Architecture diagramScroll on small screens

Infrastructure Decisions

Language: Kotlin 2.0. Chose over Java because coroutines + data classes + null safety model financial entities precisely, and over Go because the JVM ecosystem (Exposed, Flyway, Testcontainers) is still the mature path for schema-heavy transactional workloads. The portfolio also had no JVM language on it before this project, which matters for answering "what do you pick when the job wants JVM."
Framework: Ktor 2.x. Chose over Spring Boot because Ktor's plugin phase model maps 1:1 to feature-flagged ecosystem integrations. Each external client (Notification Hub, Workflow Engine, Recon Engine, RAG, NATS) turns on at runtime via an *_ENABLED env var. Spring's convention overhead costs more than it saves for a focused service where every dependency is already explicit.
ORM: Exposed DSL mode, not DAO. Chose over Hibernate/JPA because the matching queries need direct SQL control: joins across invoice lines, PO lines, and receipt lines, every query scoped by tenant_id, with trigram-backed fuzzy lookups. ORMs obscure the layer where performance work actually happens. Exposed stays close to SQL while keeping Kotlin's type-safe query builder.
Database: PostgreSQL 16 with pg_trgm. Chose over MongoDB because the reconciliation domain is inherently relational: vendors own POs, POs own lines, receipts reference PO lines, invoice lines match to PO lines. Every interesting query is a join. Trigram indexes give the fuzzy vendor-name lookups for free, no separate search service.
Cache / lock: Redis 7. Chose over in-process locks because matching runs must be serialized per tenant.

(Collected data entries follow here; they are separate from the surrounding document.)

//! Request/response DTOs for membership endpoints.

use serde::{Deserialize, Serialize};
use utoipa::ToSchema;
use validator::Validate;

use crate::models::Role;
use crate::services::MemberInfo;

/// Request to change a member's role.
#[derive(Debug, Deserialize, Validate, ToSchema)]
pub struct UpdateMemberRoleRequest {
    pub role: Role,
}

/// Organization member listing.
#[derive(Debug, Serialize, ToSchema)]
pub struct MembersResponse {
    pub ok: bool,
    pub members: Vec<MemberInfo>,
}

Two concurrent runs overwriting the same invoice's status would corrupt the audit trail. Redis gives a distributed lock that works whether the service runs on one node or five.
Broker: NATS JetStream. Chose over Kafka because the only cross-service event emitted is invoice.discrepancy.detected, consumed by the Compliance Ledger. Kafka's operational weight (Zookeeper or KRaft, topic partitioning, consumer groups) is designed for volumes this engine will not produce. NATS fits the one-subject-one-consumer shape exactly.
Money representation: BIGINT integer cents everywhere, never NUMERIC. Chose over DECIMAL/BigDecimal storage because cents remove the "which rounding mode?" question from every operation. €199.99 is 19999L. Addition, percentage checks, and tolerance math are pure integer arithmetic. BigDecimal is used only at the API boundary (the AmountUtils.toCents/fromCents conversions) and for fractional quantities (NUMERIC(12,4) on PO lines, since kg and liters exist).
Webhook auth: per-tenant HMAC secrets, not one shared secret. Chose over a global WEBHOOK_HANDLER_SECRET because one secret is one blast radius. POST /api/webhook-handler/{tenantId} reads the secret from that tenant's settings.webhook_secret JSONB, verifies with MessageDigest.isEqual for constant-time comparison, and falls back to the global secret only if a tenant has not configured their own. Rotating one tenant's key does not affect any other tenant.
Deployment: single Docker container on DigitalOcean VPS behind Traefik. Chose over Kubernetes because this service does not need orchestration yet. One container, one database, one Redis, one NATS, all on one box, pulled automatically by Watchtower when a new image lands in GHCR. The same VPS hosts several other portfolio services; the margin is sharing infrastructure, not running a cluster.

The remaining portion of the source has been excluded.